Work to complete |
From the data underneath, reproduce exactly the stretch that begins at the line with "use std::fs;" and ends after the line with "pub const FIRST_SEGMENT_ID: u32 = 1;".

Task material |
•••

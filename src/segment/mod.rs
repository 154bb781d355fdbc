//! Segment Module
//!
//! Append-only segment files and the manager that rotates them.
//!
//! ## Responsibilities
//! - Append encoded records and hand out their offsets
//! - Positional reads that never block appends
//! - Rotate the active segment once it would exceed the size limit
//! - Route reads to the active or a sealed segment by id
//!
//! ## Directory Layout
//! ```text
//! {data_dir}/
//!   ├── LOCK
//!   ├── 0000000001.data        sealed, immutable
//!   ├── 0000000003.data        compacted output
//!   ├── 0000000003.hint        hint file for 3
//!   ├── 0000000004.data        active (highest id)
//!   └── 0000000005.data.tmp    unpublished merge output, removed at open
//! ```

mod file;
mod manager;

use std::ffi::OsStr;
use std::fs;
use std::path::{Path, PathBuf};

use crate::error::Result;

pub use file::{Segment, SegmentIter};
pub use manager::{MergeWindow, SegmentManager};

/// Id given to the first segment of an empty store
pub const FIRST_SEGMENT_ID: u32 = 1;

/// Extension of segment data files
pub const SEGMENT_EXT: &str = "data";

/// Extension of hint files
pub const HINT_EXT: &str = "hint";

/// Suffix of files that have not been published yet
pub const TEMP_EXT: &str = "tmp";

/// "0000000042.data"
pub fn segment_path(dir: &Path, id: u32) -> PathBuf {
    dir.join(format!("{:010}.{}", id, SEGMENT_EXT))
}

/// "0000000042.hint"
pub fn hint_path(dir: &Path, id: u32) -> PathBuf {
    dir.join(format!("{:010}.{}", id, HINT_EXT))
}

/// "0000000042.data" → "0000000042.data.tmp"
pub fn temp_path(path: &Path) -> PathBuf {
    let mut name = path.as_os_str().to_owned();
    name.push(".");
    name.push(TEMP_EXT);
    PathBuf::from(name)
}

/// "0000000042.data" → Some(42)
pub fn parse_segment_id(path: &Path) -> Option<u32> {
    if path.extension() != Some(OsStr::new(SEGMENT_EXT)) {
        return None;
    }
    path.file_stem()?.to_str()?.parse().ok()
}

/// Ids of every segment file in `dir`, ascending
pub fn discover_segment_ids(dir: &Path) -> Result<Vec<u32>> {
    let mut ids = Vec::new();
    for entry in fs::read_dir(dir)? {
        let path = entry?.path();
        if path.is_file() {
            if let Some(id) = parse_segment_id(&path) {
                ids.push(id);
            }
        }
    }
    ids.sort_unstable();
    Ok(ids)
}

/// Delete temporary files left behind by an interrupted merge
pub fn remove_orphans(dir: &Path) -> Result<usize> {
    let mut removed = 0;
    for entry in fs::read_dir(dir)? {
        let path = entry?.path();
        if path.is_file() && path.extension() == Some(OsStr::new(TEMP_EXT)) {
            tracing::warn!("Removing orphaned temporary file {}", path.display());
            fs::remove_file(&path)?;
            removed += 1;
        }
    }
    Ok(removed)
}

/// Make renames and unlinks in `dir` durable
pub fn sync_dir(dir: &Path) -> Result<()> {
    #[cfg(unix)]
    {
        fs::File::open(dir)?.sync_all()?;
    }
    #[cfg(not(unix))]
    {
        let _ = dir;
    }
    Ok(())
}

•••

Answer for the task |
use std::fs;
use std::path::{Path, PathBuf};

use crate::error::Result;

pub use file::{Segment, SegmentIter};
pub use manager::{MergeWindow, SegmentManager};

/// Id given to the first segment of an empty store
pub const FIRST_SEGMENT_ID: u32 = 1;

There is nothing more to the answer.